(Collection entries)
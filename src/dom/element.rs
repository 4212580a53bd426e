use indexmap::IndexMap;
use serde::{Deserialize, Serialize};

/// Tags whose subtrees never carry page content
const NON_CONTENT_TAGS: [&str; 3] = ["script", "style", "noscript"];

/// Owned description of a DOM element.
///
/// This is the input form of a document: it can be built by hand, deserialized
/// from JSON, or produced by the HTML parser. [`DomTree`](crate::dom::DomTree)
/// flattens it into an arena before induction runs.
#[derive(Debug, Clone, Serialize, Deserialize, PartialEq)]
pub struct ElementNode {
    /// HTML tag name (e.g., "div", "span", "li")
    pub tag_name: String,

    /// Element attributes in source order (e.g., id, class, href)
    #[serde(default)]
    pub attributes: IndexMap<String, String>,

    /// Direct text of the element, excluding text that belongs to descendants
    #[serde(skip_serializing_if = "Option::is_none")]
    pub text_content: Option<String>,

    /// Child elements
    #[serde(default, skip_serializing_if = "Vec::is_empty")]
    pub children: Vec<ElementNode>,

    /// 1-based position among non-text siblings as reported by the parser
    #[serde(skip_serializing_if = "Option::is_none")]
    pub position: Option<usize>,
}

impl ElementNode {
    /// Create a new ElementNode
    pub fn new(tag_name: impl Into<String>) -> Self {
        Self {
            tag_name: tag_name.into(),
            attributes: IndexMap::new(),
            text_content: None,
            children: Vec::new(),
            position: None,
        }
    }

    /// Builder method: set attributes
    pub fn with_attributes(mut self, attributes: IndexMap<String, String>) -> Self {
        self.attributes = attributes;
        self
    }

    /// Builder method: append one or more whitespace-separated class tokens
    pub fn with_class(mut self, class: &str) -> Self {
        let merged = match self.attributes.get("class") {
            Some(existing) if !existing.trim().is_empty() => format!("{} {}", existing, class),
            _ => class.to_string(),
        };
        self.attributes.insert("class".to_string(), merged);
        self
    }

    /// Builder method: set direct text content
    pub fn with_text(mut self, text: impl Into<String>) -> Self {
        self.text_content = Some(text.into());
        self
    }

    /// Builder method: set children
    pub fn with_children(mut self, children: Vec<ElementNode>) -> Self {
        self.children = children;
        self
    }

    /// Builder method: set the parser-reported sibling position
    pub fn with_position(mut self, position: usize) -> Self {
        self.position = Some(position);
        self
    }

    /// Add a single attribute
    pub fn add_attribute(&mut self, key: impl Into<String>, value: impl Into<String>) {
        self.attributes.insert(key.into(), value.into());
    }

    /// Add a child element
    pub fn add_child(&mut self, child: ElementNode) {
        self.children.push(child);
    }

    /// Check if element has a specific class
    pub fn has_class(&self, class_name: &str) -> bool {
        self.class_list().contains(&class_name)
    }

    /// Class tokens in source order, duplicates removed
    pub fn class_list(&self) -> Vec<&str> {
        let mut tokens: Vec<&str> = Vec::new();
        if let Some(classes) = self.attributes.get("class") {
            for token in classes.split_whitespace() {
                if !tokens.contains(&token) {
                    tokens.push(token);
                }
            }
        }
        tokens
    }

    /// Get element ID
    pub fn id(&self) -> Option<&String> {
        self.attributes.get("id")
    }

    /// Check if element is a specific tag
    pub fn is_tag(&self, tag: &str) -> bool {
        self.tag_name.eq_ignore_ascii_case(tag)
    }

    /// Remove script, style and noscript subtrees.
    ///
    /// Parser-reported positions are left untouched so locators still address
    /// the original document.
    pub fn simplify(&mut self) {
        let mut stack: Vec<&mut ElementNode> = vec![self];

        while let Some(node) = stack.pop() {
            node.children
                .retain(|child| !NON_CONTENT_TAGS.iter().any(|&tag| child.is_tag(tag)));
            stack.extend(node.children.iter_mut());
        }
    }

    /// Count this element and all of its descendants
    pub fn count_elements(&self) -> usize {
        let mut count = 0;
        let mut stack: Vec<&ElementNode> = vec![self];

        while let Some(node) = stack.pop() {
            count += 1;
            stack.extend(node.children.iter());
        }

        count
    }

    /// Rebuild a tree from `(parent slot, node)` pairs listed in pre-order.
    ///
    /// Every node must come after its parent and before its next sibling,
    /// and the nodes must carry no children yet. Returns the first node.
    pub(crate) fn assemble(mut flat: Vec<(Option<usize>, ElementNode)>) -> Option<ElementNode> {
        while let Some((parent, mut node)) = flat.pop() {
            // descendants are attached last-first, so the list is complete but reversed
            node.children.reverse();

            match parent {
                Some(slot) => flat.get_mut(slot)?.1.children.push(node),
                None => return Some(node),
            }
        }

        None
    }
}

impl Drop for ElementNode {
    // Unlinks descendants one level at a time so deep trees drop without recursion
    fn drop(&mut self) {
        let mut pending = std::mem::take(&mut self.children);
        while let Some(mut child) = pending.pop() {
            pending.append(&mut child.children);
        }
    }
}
==
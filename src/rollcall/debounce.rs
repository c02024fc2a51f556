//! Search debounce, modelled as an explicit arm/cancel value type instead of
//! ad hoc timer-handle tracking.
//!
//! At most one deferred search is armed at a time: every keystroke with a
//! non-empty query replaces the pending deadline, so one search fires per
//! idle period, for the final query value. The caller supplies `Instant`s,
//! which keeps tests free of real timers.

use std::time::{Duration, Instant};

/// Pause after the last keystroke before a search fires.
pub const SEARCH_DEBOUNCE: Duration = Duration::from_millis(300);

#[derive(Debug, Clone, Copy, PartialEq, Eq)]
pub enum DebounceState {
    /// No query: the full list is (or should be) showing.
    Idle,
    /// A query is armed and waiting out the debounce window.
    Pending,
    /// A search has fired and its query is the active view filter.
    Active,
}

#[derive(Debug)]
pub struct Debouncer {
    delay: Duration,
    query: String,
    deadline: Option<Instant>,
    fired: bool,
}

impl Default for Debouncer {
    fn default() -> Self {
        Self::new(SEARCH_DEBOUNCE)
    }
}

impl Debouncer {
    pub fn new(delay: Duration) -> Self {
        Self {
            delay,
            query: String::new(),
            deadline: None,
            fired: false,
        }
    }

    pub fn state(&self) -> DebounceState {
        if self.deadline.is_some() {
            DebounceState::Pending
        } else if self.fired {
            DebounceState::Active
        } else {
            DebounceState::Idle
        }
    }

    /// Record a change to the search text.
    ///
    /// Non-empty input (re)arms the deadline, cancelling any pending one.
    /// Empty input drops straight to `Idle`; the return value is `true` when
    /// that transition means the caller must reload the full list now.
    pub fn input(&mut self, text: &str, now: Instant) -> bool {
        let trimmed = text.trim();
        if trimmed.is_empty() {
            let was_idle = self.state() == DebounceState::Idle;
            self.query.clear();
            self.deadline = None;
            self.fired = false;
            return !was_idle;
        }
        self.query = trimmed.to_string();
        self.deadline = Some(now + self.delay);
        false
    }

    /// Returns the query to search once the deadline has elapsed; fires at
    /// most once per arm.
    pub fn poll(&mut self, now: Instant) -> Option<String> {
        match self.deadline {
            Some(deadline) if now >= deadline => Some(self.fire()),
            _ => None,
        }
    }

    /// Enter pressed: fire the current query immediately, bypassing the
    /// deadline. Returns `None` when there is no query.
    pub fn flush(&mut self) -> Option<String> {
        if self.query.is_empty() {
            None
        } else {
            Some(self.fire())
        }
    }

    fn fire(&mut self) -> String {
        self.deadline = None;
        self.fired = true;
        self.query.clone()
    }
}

• _INSTRUCTIONS FOR THE TASK_
In the data above, start at the line that has "filename src/dom/element.rs", stop after the line that has "by hand, deserialized", and print every line in between exactly as it stands.

• _SOLVED EXERCISE_
filename src/dom/element.rs
repository 4212580a53bd426e
use indexmap::IndexMap;
use serde::{Deserialize, Serialize};

/// Tags whose subtrees never carry page content
const NON_CONTENT_TAGS: [&str; 3] = ["script", "style", "noscript"];

/// Owned description of a DOM element.
///
/// This is the input form of a document: it can be built by hand, deserialized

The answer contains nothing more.